The  RCP_Payments class will be helpful for creating payment records in Restrict Content Pro.

Creating a payment looks like this:

$membership   = rcp_get_membership( $membership_id );
$payments = new RCP_Payments();
$args = array(
	'date'             => date( 'Y-m-d H:i:s', current_time( 'timestamp' ) ), // Date the payment was made
	'subscription'     => $membership->get_membership_level_name(), // Name of the membership level
	'object_id'        => $membership->get_object_id(), // Membership level ID
	'payment_type'     => 'Credit Card', // Payment type. This is mostly for backwards compatibility.
	'gateway'          => 'my_gateway_id', // Gateway slug/ID
	'subscription_key' => $membership->get_subscription_key(), // Subscription key
	'amount'           => $amount, // Total amount
	'subtotal'         => $subtotal, // Subtotal
	'credits'          => $credits, // Credits applied
	'fees'             => $fees, // Signup fees
	'discount_amount'  => $discount_amount, // Amount discounted
	'discount_code'    => $discount_code, // Discount code used
	'user_id'          => $membership->get_customer()->get_user_id(), // ID of the user who made the payment
	'customer_id'      => $membership->get_customer()->get_id(), // ID of the customer
	'membership_id'    => $membership->get_id(), // ID of the membership
	'transaction_type' => 'new', // Type of transaction: either new, upgrade, downgrade, or renewal
	'transaction_id'   => $transaction_id, // Gateway transaction ID
	'status'           => 'complete', // Payment status - complete, pending, failed
);
$payments->insert( $args );

It is up to you to specify each of the necessary parameters. These are usually obtained from the POST data in the webhook or from the API response in the signup processing.

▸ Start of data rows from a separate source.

//! Structured SQL labels.
//!
//! The label of an emitted query is the sqlparser AST of its statement,
//! serialized to JSON. A query that does not parse has no label and is
//! not emitted.

use serde_json::Value;
use sqlparser::dialect::GenericDialect;
use sqlparser::parser::Parser;

use super::{SqlError, SqlResult};

/// Parse `sql` (a single statement) and serialize its AST.
pub fn sql_label(sql: &str) -> SqlResult<Value> {
    let mut statements = Parser::parse_sql(&GenericDialect {}, sql)?;
    if statements.len() != 1 {
        return Err(SqlError::StatementCount(statements.len()));
    }
    Ok(serde_json::to_value(statements.remove(0))?)
}
//! sqlsynth CLI - generate synthetic NL/SQL corpora
//!
//! Usage:
//!   sqlsynth generate --db <id> [options]
//!   sqlsynth canonicalize [--schema <file>] [--skip <pass>...]
//!   sqlsynth verify --templates <file>...
//!
//! Examples:
//!   sqlsynth generate --db concert_singer --toy --verbose
//!   echo "select b, a from t" | sqlsynth canonicalize --skip order

use clap::{Args, Parser, Subcommand};
use sqlsynth::canonical::{Canonicalizer, Pass};
use sqlsynth::config::Settings;
use sqlsynth::generation::{read_templates, verify_template, Generator};
use sqlsynth::schema::{CanonicalSchema, Schema};
use std::collections::BTreeMap;
use std::fs;
use std::io::{self, BufRead};
use std::path::PathBuf;
use std::process::ExitCode;
use std::sync::Mutex;
use tracing_subscriber::EnvFilter;

#[derive(Parser)]
#[command(name = "sqlsynth")]
#[command(about = "Synthetic NL/SQL corpus generation from templates")]
#[command(version)]
struct Cli {
    /// Log debug output
    #[arg(short, long, global = true)]
    verbose: bool,

    /// Write logs to this file instead of stderr
    #[arg(long, global = true)]
    log: Option<PathBuf>,

    /// Settings file (defaults to $SQLSYNTH_CONFIG, ./sqlsynth.toml, then the user config dir)
    #[arg(long, global = true)]
    config: Option<PathBuf>,

    #[command(subcommand)]
    command: Commands,
}

#[derive(Subcommand)]
enum Commands {
    /// Generate a corpus for one database
    Generate(GenerateArgs),

    /// Canonicalize SQL queries read from stdin, one per line
    Canonicalize {
        /// Schema file used to resolve bare column references
        #[arg(long)]
        schema: Option<PathBuf>,

        /// Passes to skip (semicolon, whitespace, case, aliases, order)
        #[arg(long, value_parser = parse_pass)]
        skip: Vec<Pass>,
    },

    /// Check template files for structural errors
    Verify {
        /// Template files
        #[arg(long, required = true, num_args = 1..)]
        templates: Vec<PathBuf>,
    },
}

#[derive(Args)]
struct GenerateArgs {
    /// Database id
    #[arg(long)]
    db: Option<String>,

    #[arg(long)]
    db_dir: Option<String>,
    #[arg(long)]
    schema: Option<String>,
    #[arg(long)]
    dictionary: Option<String>,
    #[arg(long, num_args = 1..)]
    templates: Vec<String>,
    #[arg(long)]
    adjectives: Option<String>,
    #[arg(long)]
    ppdb: Option<String>,
    #[arg(long)]
    out_dir: Option<String>,

    /// Small run for debugging
    #[arg(long)]
    toy: bool,
    #[arg(long)]
    no_group_by: bool,
    #[arg(long)]
    no_join: bool,
    /// Do not prune the slot-filling tree
    #[arg(long)]
    no_filter: bool,
    #[arg(long)]
    no_canonical: bool,
    /// Validate generated queries against the SQLite database
    #[arg(long)]
    validate: bool,
    /// Fill literal placeholders with values from the database
    #[arg(long)]
    fill_literals: bool,

    #[arg(long)]
    validation_split: Option<f64>,
    #[arg(long)]
    group_by_p: Option<f64>,
    #[arg(short, long)]
    a: Option<f64>,
    #[arg(short, long)]
    b: Option<f64>,
    #[arg(long)]
    func_boost: Option<f64>,
    #[arg(long)]
    argmax_boost: Option<f64>,
    #[arg(long)]
    join_boost: Option<f64>,
    #[arg(long)]
    in_boost: Option<f64>,
    #[arg(long)]
    threshold: Option<f64>,
    #[arg(long)]
    query_bound: Option<usize>,
    #[arg(long)]
    unequal_p: Option<f64>,
    #[arg(long)]
    or_p: Option<f64>,
    #[arg(long)]
    adjective_scale: Option<f64>,
    #[arg(long)]
    pp_scale: Option<usize>,
    #[arg(long)]
    rand_drop_p: Option<f64>,
    #[arg(long)]
    rand_drop_scale: Option<usize>,
    #[arg(long)]
    seed: Option<u64>,
}

fn parse_pass(s: &str) -> Result<Pass, String> {
    s.parse()
}

fn main() -> ExitCode {
    let cli = Cli::parse();

    let settings = match &cli.config {
        Some(path) => Settings::from_file(path),
        None => Settings::load(),
    };
    let mut settings = match settings {
        Ok(s) => s,
        Err(e) => {
            eprintln!("Error loading settings: {}", e);
            return ExitCode::FAILURE;
        }
    };

    let verbose = cli.verbose
        || settings.generation.verbose
        || matches!(&cli.command, Commands::Generate(args) if args.toy);
    if let Err(e) = init_logging(verbose, cli.log.as_ref()) {
        eprintln!("Error opening log file: {}", e);
        return ExitCode::FAILURE;
    }

    match cli.command {
        Commands::Generate(args) => {
            args.apply(&mut settings);
            cmd_generate(&settings)
        }
        Commands::Canonicalize { schema, skip } => cmd_canonicalize(schema, skip),
        Commands::Verify { templates } => cmd_verify(templates),
    }
}

fn init_logging(verbose: bool, log: Option<&PathBuf>) -> io::Result<()> {
    let level = if verbose { "debug" } else { "warn" };
    let filter = EnvFilter::try_from_default_env().unwrap_or_else(|_| EnvFilter::new(level));
    let subscriber = tracing_subscriber::fmt().with_env_filter(filter);

    match log {
        Some(path) => {
            if let Some(parent) = path.parent() {
                fs::create_dir_all(parent)?;
            }
            let file = fs::File::create(path)?;
            subscriber
                .with_ansi(false)
                .with_writer(Mutex::new(file))
                .init();
        }
        None => subscriber.with_writer(io::stderr).init(),
    }
    Ok(())
}

impl GenerateArgs {
    /// Override settings with the flags given on the command line.
    fn apply(self, settings: &mut Settings) {
        let generation = &mut settings.generation;
        let paths = &mut settings.paths;
        let paraphrase = &mut settings.paraphrase;

        if let Some(db) = self.db {
            generation.db = db;
        }
        paths.db_dir = self.db_dir.or(paths.db_dir.take());
        paths.schema = self.schema.or(paths.schema.take());
        paths.dictionary = self.dictionary.or(paths.dictionary.take());
        paths.adjectives = self.adjectives.or(paths.adjectives.take());
        paths.out_dir = self.out_dir.or(paths.out_dir.take());
        if !self.templates.is_empty() {
            paths.templates = self.templates;
        }
        paraphrase.ppdb = self.ppdb.or(paraphrase.ppdb.take());

        generation.toy |= self.toy;
        generation.no_group_by |= self.no_group_by;
        generation.no_join |= self.no_join;
        generation.no_filter |= self.no_filter;
        generation.no_canonical |= self.no_canonical;
        generation.validate |= self.validate;
        generation.fill_literals |= self.fill_literals;

        let floats = [
            (self.validation_split, &mut generation.validation_split),
            (self.group_by_p, &mut generation.group_by_p),
            (self.a, &mut generation.a),
            (self.b, &mut generation.b),
            (self.func_boost, &mut generation.func_boost),
            (self.argmax_boost, &mut generation.argmax_boost),
            (self.join_boost, &mut generation.join_boost),
            (self.in_boost, &mut generation.in_boost),
            (self.threshold, &mut generation.threshold),
            (self.unequal_p, &mut generation.unequal_p),
            (self.or_p, &mut generation.or_p),
            (self.adjective_scale, &mut generation.adjective_scale),
            (self.rand_drop_p, &mut paraphrase.rand_drop_p),
        ];
        for (value, field) in floats {
            if let Some(value) = value {
                *field = value;
            }
        }

        if let Some(v) = self.query_bound {
            generation.query_bound = v;
        }
        if let Some(v) = self.seed {
            generation.seed = v;
        }
        if let Some(v) = self.pp_scale {
            paraphrase.pp_scale = v;
        }
        if let Some(v) = self.rand_drop_scale {
            paraphrase.rand_drop_scale = v;
        }
    }
}

fn cmd_generate(settings: &Settings) -> ExitCode {
    if settings.generation.db.is_empty() {
        eprintln!("Error: a database id is required (--db or [generation] db)");
        return ExitCode::FAILURE;
    }
    if settings.generation.toy {
        tracing::warn!("toy mode active");
    }

    let mut generator = match Generator::from_settings(settings) {
        Ok(g) => g,
        Err(e) => {
            eprintln!("Error: {}", e);
            return ExitCode::FAILURE;
        }
    };

    let templates = match settings.paths.template_files() {
        Ok(files) => files,
        Err(e) => {
            eprintln!("Error: {}", e);
            return ExitCode::FAILURE;
        }
    };

    let count = match generator.generate_from_files(&templates) {
        Ok(count) => count,
        Err(e) => {
            eprintln!("Error: {}", e);
            return ExitCode::FAILURE;
        }
    };

    let out_dir = match settings.paths.out_dir(&settings.generation.db) {
        Ok(dir) => dir,
        Err(e) => {
            eprintln!("Error: {}", e);
            return ExitCode::FAILURE;
        }
    };

    match generator.write_output(&out_dir) {
        Ok(files) => {
            println!("Generated {} samples", count);
            for path in files.train.iter().chain(&files.validation) {
                println!("  {}", path.display());
            }
            ExitCode::SUCCESS
        }
        Err(e) => {
            eprintln!("Error writing output: {}", e);
            ExitCode::FAILURE
        }
    }
}

fn cmd_canonicalize(schema: Option<PathBuf>, skip: Vec<Pass>) -> ExitCode {
    let canonical = match schema {
        Some(path) => match Schema::from_file(&path) {
            Ok(schema) => schema.canonical(),
            Err(e) => {
                eprintln!("Error reading schema '{}': {}", path.display(), e);
                return ExitCode::FAILURE;
            }
        },
        None => CanonicalSchema::new(),
    };

    let canonicalizer = skip
        .into_iter()
        .fold(Canonicalizer::new(&canonical), Canonicalizer::skip);
    let variables = BTreeMap::new();

    for line in io::stdin().lock().lines() {
        let line = match line {
            Ok(l) => l,
            Err(e) => {
                eprintln!("Error reading stdin: {}", e);
                return ExitCode::FAILURE;
            }
        };
        if line.trim().is_empty() {
            continue;
        }
        println!("{}", canonicalizer.canonicalize(&line, &variables));
    }
    ExitCode::SUCCESS
}

fn cmd_verify(templates: Vec<PathBuf>) -> ExitCode {
    let mut failures = 0;
    let mut total = 0;

    for file in &templates {
        let lines = match read_templates(file) {
            Ok(lines) => lines,
            Err(e) => {
                eprintln!("Error reading file '{}': {}", file.display(), e);
                return ExitCode::FAILURE;
            }
        };
        for line in &lines {
            total += 1;
            if let Err(e) = verify_template(line) {
                failures += 1;
                eprintln!("{}: {}", file.display(), e);
            }
        }
    }

    if failures > 0 {
        eprintln!("{} of {} templates failed verification", failures, total);
        return ExitCode::FAILURE;
    }
    println!("OK: {} templates verified", total);
    ExitCode::SUCCESS
}
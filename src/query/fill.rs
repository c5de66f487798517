//! Slot filling.
//!
//! Every slot kind has its own rule for where candidate values come from.
//! Multi-valued kinds keep `ceil(k * keep_probability(layer))` of their `k`
//! candidates, sampled without replacement.

use rand::seq::IndexedRandom;
use rand::Rng;

use super::dictionary::SlotDictionary;
use super::error::Rejection;
use super::literals::compares_non_numeric_literal;
use super::phrases::{PhraseTables, ARG_FUNCTIONS, FUNCTIONS, OPERATORS};
use super::slot::{first_slot, has_slot, SlotKind};
use super::Query;
use crate::config::{scaled_count, GenerationSettings};
use crate::schema::{ColumnInfo, Schema};

/// Read-only inputs shared by every branch of one run.
#[derive(Debug, Clone, Copy)]
pub struct FillContext<'a> {
    pub schema: &'a Schema,
    pub settings: &'a GenerationSettings,
    pub dictionary: &'a SlotDictionary,
    pub phrases: &'a PhraseTables,
}

/// Outcome of filling one slot.
#[derive(Debug)]
pub enum Resolution {
    /// Sibling queries, each with the slot instantiated. May be empty.
    Expanded(Vec<Query>),
    /// The slot depends on another unfilled slot; the query is returned unchanged.
    Deferred(Query),
}

/// Apply `apply` to one copy of `query` per value. The last value reuses
/// `query` itself.
fn fork<T>(query: Query, mut values: Vec<T>, mut apply: impl FnMut(Query, T) -> Vec<Query>) -> Vec<Query> {
    let Some(last) = values.pop() else {
        return Vec::new();
    };
    let mut out = Vec::with_capacity(values.len() + 1);
    for value in values {
        out.extend(apply(query.clone(), value));
    }
    out.extend(apply(query, last));
    out
}

fn branch<T>(query: Query, values: Vec<T>, mut apply: impl FnMut(&mut Query, T)) -> Vec<Query> {
    fork(query, values, |mut q, value| {
        apply(&mut q, value);
        vec![q]
    })
}

impl Query {
    /// Fill the first slot of `token`, an NL token of this query.
    pub fn fill_slot<R: Rng>(
        self,
        token: &str,
        ctx: &FillContext<'_>,
        rng: &mut R,
    ) -> Result<Resolution, Rejection> {
        let slot = first_slot(token)
            .ok_or_else(|| Rejection::MalformedSlot(token.to_string()))?
            .to_string();

        match SlotKind::classify(&slot, ctx.dictionary, ctx.phrases) {
            SlotKind::Dictionary => Ok(self.fill_dictionary(&slot, ctx, rng)),
            SlotKind::Entity => Ok(self.fill_entity(&slot, ctx, rng)),
            SlotKind::Column { suffix } => self.fill_column(token, &slot, &suffix, ctx, rng),
            SlotKind::Literal => self.fill_literal(token, &slot, ctx),
            SlotKind::MatchFill => self.fill_match(token, &slot, ctx, rng),
            SlotKind::Default => self.fill_default(token, &slot, ctx),
            SlotKind::Comparison { suffix } => Ok(self.fill_comparison(&slot, &suffix, ctx, rng)),
            SlotKind::Function => {
                let boost = ctx.settings.func_boost;
                Ok(self.fill_function(&slot, ctx, rng, boost, PhraseTables::function))
            }
            SlotKind::FunctionCommand => {
                Ok(self.fill_function(&slot, ctx, rng, 1.0, PhraseTables::command))
            }
            SlotKind::FunctionParticiple => {
                Ok(self.fill_function(&slot, ctx, rng, 1.0, PhraseTables::participle))
            }
            SlotKind::Argument => Ok(self.fill_argument(&slot, ctx, rng)),
            SlotKind::ScaledAdjective => Ok(self.fill_scaled_adjective(&slot, ctx, rng)),
            SlotKind::Adjective => Ok(self.fill_adjective(&slot, ctx, rng)),
            SlotKind::AndOr => Ok(self.fill_and_or(&slot, ctx, rng)),
            SlotKind::Unknown => Err(Rejection::UnknownSlot(slot)),
        }
    }

    fn sample_count(&self, ctx: &FillContext<'_>, candidates: usize) -> usize {
        ctx.settings.sample_count(candidates, self.layer)
    }

    fn fill_dictionary<R: Rng>(self, slot: &str, ctx: &FillContext<'_>, rng: &mut R) -> Resolution {
        let values = ctx.dictionary.get(slot).unwrap_or(&[]);
        let n = self.sample_count(ctx, values.len());
        let chosen: Vec<&String> = values.choose_multiple(rng, n).collect();

        Resolution::Expanded(branch(self, chosen, |q, value| {
            let upper = value.to_uppercase();
            q.replace_nl(slot, value, value);
            q.replace_sql(slot, &upper, &upper);
            q.layer += 1.0;
        }))
    }

    fn fill_entity<R: Rng>(self, slot: &str, ctx: &FillContext<'_>, rng: &mut R) -> Resolution {
        let tables: Vec<&str> = ctx
            .schema
            .table_names()
            .filter(|t| !self.uses_table(t))
            .collect();
        let n = self.sample_count(ctx, tables.len());
        let chosen: Vec<&str> = tables.choose_multiple(rng, n).copied().collect();

        Resolution::Expanded(branch(self, chosen, |q, table| {
            let surface = ctx.schema.table_surface(table);
            q.replace_nl(slot, table, &surface);
            q.replace_sql(slot, table, table);
            if q.main_entity.is_none() {
                q.main_entity = Some(table.to_string());
            }
            q.layer += 1.0;
        }))
    }

    fn fill_column<R: Rng>(
        self,
        token: &str,
        slot: &str,
        suffix: &str,
        ctx: &FillContext<'_>,
        rng: &mut R,
    ) -> Result<Resolution, Rejection> {
        let table = token.split('.').next().unwrap_or_default();
        if has_slot(table) {
            return Ok(Resolution::Deferred(self));
        }
        let columns = ctx
            .schema
            .columns(table)
            .ok_or_else(|| Rejection::UnknownTable(table.to_string()))?;

        let names: Vec<(&String, &ColumnInfo)> = columns.iter().collect();
        let n = self.sample_count(ctx, names.len());
        let numeric_only = suffix.ends_with('f');
        let chosen: Vec<(&String, &ColumnInfo)> = names
            .choose_multiple(rng, n)
            .copied()
            .filter(|(_, info)| !numeric_only || info.is_numeric())
            .collect();

        let needle = format!("{table}.{slot}");
        let comp_slot = format!("{{COMP{suffix}}}");

        Ok(Resolution::Expanded(fork(self, chosen, |mut q, (column, info)| {
            let qualified = format!("{table}.{column}");
            q.replace_nl(&needle, &qualified, &info.surface);
            q.replace_sql(&needle, &qualified, &qualified);
            q.layer += 1.0;

            // Only text columns negotiate their paired comparison.
            if info.is_numeric() || !q.nl_tokens.iter().any(|t| *t == comp_slot) {
                return vec![q];
            }
            let mut out = Vec::with_capacity(2);
            if rng.random::<f64>() < ctx.settings.unequal_p {
                let mut unequal = q.clone();
                unequal.set_comparison(&comp_slot, "!=", ctx.phrases);
                out.push(unequal);
            }
            q.set_comparison(&comp_slot, "=", ctx.phrases);
            out.push(q);
            out
        })))
    }

    fn set_comparison(&mut self, slot: &str, operator: &str, phrases: &PhraseTables) {
        let phrase = phrases.comparison(operator);
        self.replace_nl(slot, phrase, phrase);
        self.replace_sql(slot, operator, operator);
        self.layer += 1.0;
    }

    fn fill_literal(mut self, token: &str, slot: &str, ctx: &FillContext<'_>) -> Result<Resolution, Rejection> {
        let mut parts = token.split('.');
        let (Some(table), Some(column)) = (parts.next(), parts.next()) else {
            return Err(Rejection::MalformedSlot(token.to_string()));
        };
        if has_slot(table) || has_slot(column) {
            return Ok(Resolution::Deferred(self));
        }
        let info = ctx
            .schema
            .column(table, column)
            .ok_or_else(|| Rejection::UnknownColumn {
                table: table.to_string(),
                column: column.to_string(),
            })?;

        let index = slot.trim_start_matches("{LITERAL").trim_end_matches('}');
        let value = if ctx.settings.fill_literals {
            format!("{table}.{column}.{}@{index}", info.type_tag)
        } else {
            format!("{}@{index}", info.type_tag)
        };
        self.replace_both(&format!("{table}.{column}.{slot}"), &value);
        self.layer += 1.0;

        if compares_non_numeric_literal(&self.sql_tokens) {
            return Err(Rejection::NumericComparison(self.sql()));
        }
        Ok(Resolution::Expanded(vec![self]))
    }

    fn fill_match<R: Rng>(
        self,
        token: &str,
        slot: &str,
        ctx: &FillContext<'_>,
        rng: &mut R,
    ) -> Result<Resolution, Rejection> {
        let parts: Vec<&str> = token.split('.').collect();
        if parts.len() < 3 || has_slot(parts[0]) || has_slot(parts[1]) {
            return Ok(Resolution::Deferred(self));
        }
        let (table, column) = (parts[0], parts[1]);
        let info = ctx
            .schema
            .column(table, column)
            .ok_or_else(|| Rejection::UnknownColumn {
                table: table.to_string(),
                column: column.to_string(),
            })?;

        let candidates = ctx.schema.columns_of_type(&info.type_tag);
        let keep = ctx.settings.keep_probability(self.layer);
        let n = scaled_count(ctx.settings.in_boost, keep).min(candidates.len());

        let index = slot.trim_start_matches("{MATCHFILL").trim_end_matches('}');
        let needle = format!("{table}.{column}.{slot}");
        let table_slot = format!("{{MATCHFILLTABLE{index}}}");

        let mut out = Vec::with_capacity(n);
        for (new_table, new_column) in candidates.choose_multiple(rng, n) {
            if new_table == table && new_column == column {
                continue;
            }
            let mut q = self.clone();
            let qualified = format!("{new_table}.{new_column}");
            let surface = ctx
                .schema
                .column(new_table, new_column)
                .map(|c| c.surface.clone())
                .unwrap_or_else(|| qualified.clone());
            q.replace_nl(&needle, &qualified, &surface);
            q.replace_sql(&needle, &qualified, &qualified);

            let table_surface = ctx.schema.table_surface(new_table);
            q.replace_nl(&table_slot, new_table, &table_surface);
            q.replace_sql(&table_slot, new_table, new_table);

            q.layer += ctx.settings.in_boost;
            out.push(q);
        }
        Ok(Resolution::Expanded(out))
    }

    fn fill_default(mut self, token: &str, slot: &str, ctx: &FillContext<'_>) -> Result<Resolution, Rejection> {
        let table = token.split('.').next().unwrap_or_default();
        if has_slot(table) {
            return Ok(Resolution::Deferred(self));
        }
        let defaults = ctx
            .schema
            .defaults(table)
            .ok_or_else(|| Rejection::UnknownTable(table.to_string()))?;
        let column = defaults
            .column
            .as_deref()
            .ok_or_else(|| Rejection::MissingDefaultColumn(table.to_string()))?;

        let needle = format!("{table}.{slot}");
        let qualified = format!("{table}.{column}");
        self.replace_nl(&needle, "", "");
        self.nl_tokens.retain(|t| !t.is_empty());
        self.replace_sql(&needle, &qualified, &qualified);
        self.layer += 1.0;
        Ok(Resolution::Expanded(vec![self]))
    }

    fn fill_comparison<R: Rng>(
        self,
        slot: &str,
        suffix: &str,
        ctx: &FillContext<'_>,
        rng: &mut R,
    ) -> Resolution {
        // The paired column decides the operator for text columns.
        let column_slot = format!("{{COL{suffix}}}");
        if self.nl_tokens.iter().any(|t| t.contains(&column_slot)) {
            return Resolution::Deferred(self);
        }
        let n = self.sample_count(ctx, OPERATORS.len());
        let chosen: Vec<&str> = OPERATORS.choose_multiple(rng, n).copied().collect();
        Resolution::Expanded(branch(self, chosen, |q, operator| {
            q.set_comparison(slot, operator, ctx.phrases);
        }))
    }

    fn fill_function<R: Rng>(
        self,
        slot: &str,
        ctx: &FillContext<'_>,
        rng: &mut R,
        boost: f64,
        phrase: for<'p> fn(&'p PhraseTables, &'p str) -> &'p str,
    ) -> Resolution {
        let n = self.sample_count(ctx, FUNCTIONS.len());
        let chosen: Vec<&str> = FUNCTIONS.choose_multiple(rng, n).copied().collect();
        Resolution::Expanded(branch(self, chosen, |q, function| {
            let text = phrase(ctx.phrases, function);
            q.replace_nl(slot, text, text);
            q.replace_sql(slot, function, function);
            q.layer += boost;
        }))
    }

    fn fill_argument<R: Rng>(self, slot: &str, ctx: &FillContext<'_>, rng: &mut R) -> Resolution {
        let n = self.sample_count(ctx, ARG_FUNCTIONS.len());
        let chosen: Vec<&str> = ARG_FUNCTIONS.choose_multiple(rng, n).copied().collect();
        Resolution::Expanded(branch(self, chosen, |q, function| {
            let text = ctx.phrases.argument(function);
            q.replace_nl(slot, text, text);
            q.replace_sql(slot, function, function);
            q.layer += 1.0;
        }))
    }

    fn fill_scaled_adjective<R: Rng>(self, slot: &str, ctx: &FillContext<'_>, rng: &mut R) -> Resolution {
        let words = ctx.phrases.adjectives(slot).unwrap_or(&[]);
        let keep = ctx.settings.keep_probability(self.layer);
        let n = scaled_count(ctx.settings.adjective_scale, keep).min(words.len());
        let chosen: Vec<&String> = words.choose_multiple(rng, n).collect();
        Resolution::Expanded(branch(self, chosen, |q, word| {
            q.replace_nl(slot, word, word);
            q.layer += 1.0;
        }))
    }

    fn fill_adjective<R: Rng>(mut self, slot: &str, ctx: &FillContext<'_>, rng: &mut R) -> Resolution {
        let Some(word) = ctx.phrases.adjectives(slot).and_then(|w| w.choose(rng)) else {
            return Resolution::Expanded(Vec::new());
        };
        self.replace_nl(slot, word, word);
        self.layer += 1.0;
        Resolution::Expanded(vec![self])
    }

    fn fill_and_or<R: Rng>(self, slot: &str, ctx: &FillContext<'_>, rng: &mut R) -> Resolution {
        let words: Vec<&str> = if rng.random::<f64>() < ctx.settings.or_p {
            vec!["and", "or"]
        } else {
            vec!["and"]
        };
        Resolution::Expanded(branch(self, words, |q, word| {
            let upper = word.to_uppercase();
            q.replace_nl(slot, word, word);
            q.replace_sql(slot, &upper, &upper);
            q.layer += 1.0;
        }))
    }
}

Completing a pending payment can be done once you have the relevant RCP_Membership object. The pending payment ID is stored with that record, so you need the membership object first. Once you have it, it can be completed like so:

$payments = new RCP_Payments();
$pending_payment_id = rcp_get_membership_meta( $membership->get_id(), 'pending_payment_id', true );

if ( ! empty( $pending_payment_id ) ) {
	$payment_data = array( 'status' => 'complete' ); // Array of data to update
	$payments->update( absint( $pending_payment_id ), $payment_data );
}

When a pending payment is completed, the corresponding membership is automatically activated. The customer is granted access and will be sent the Active Membership Email (if configured).

Complete gateway examples

To better assist you in creating your own payment gateway, we have two complete examples:

  1. The official Authorize.net payment gateway. This gateway is in a separate add-on so it's a good example of how to create a full standalone gateway in a separate plugin.
  2. A more abstracted example of how to use the API with fully commented code. These two files are also complete plugins, but they are not for a real payment gateway and are just examples of how to use the API.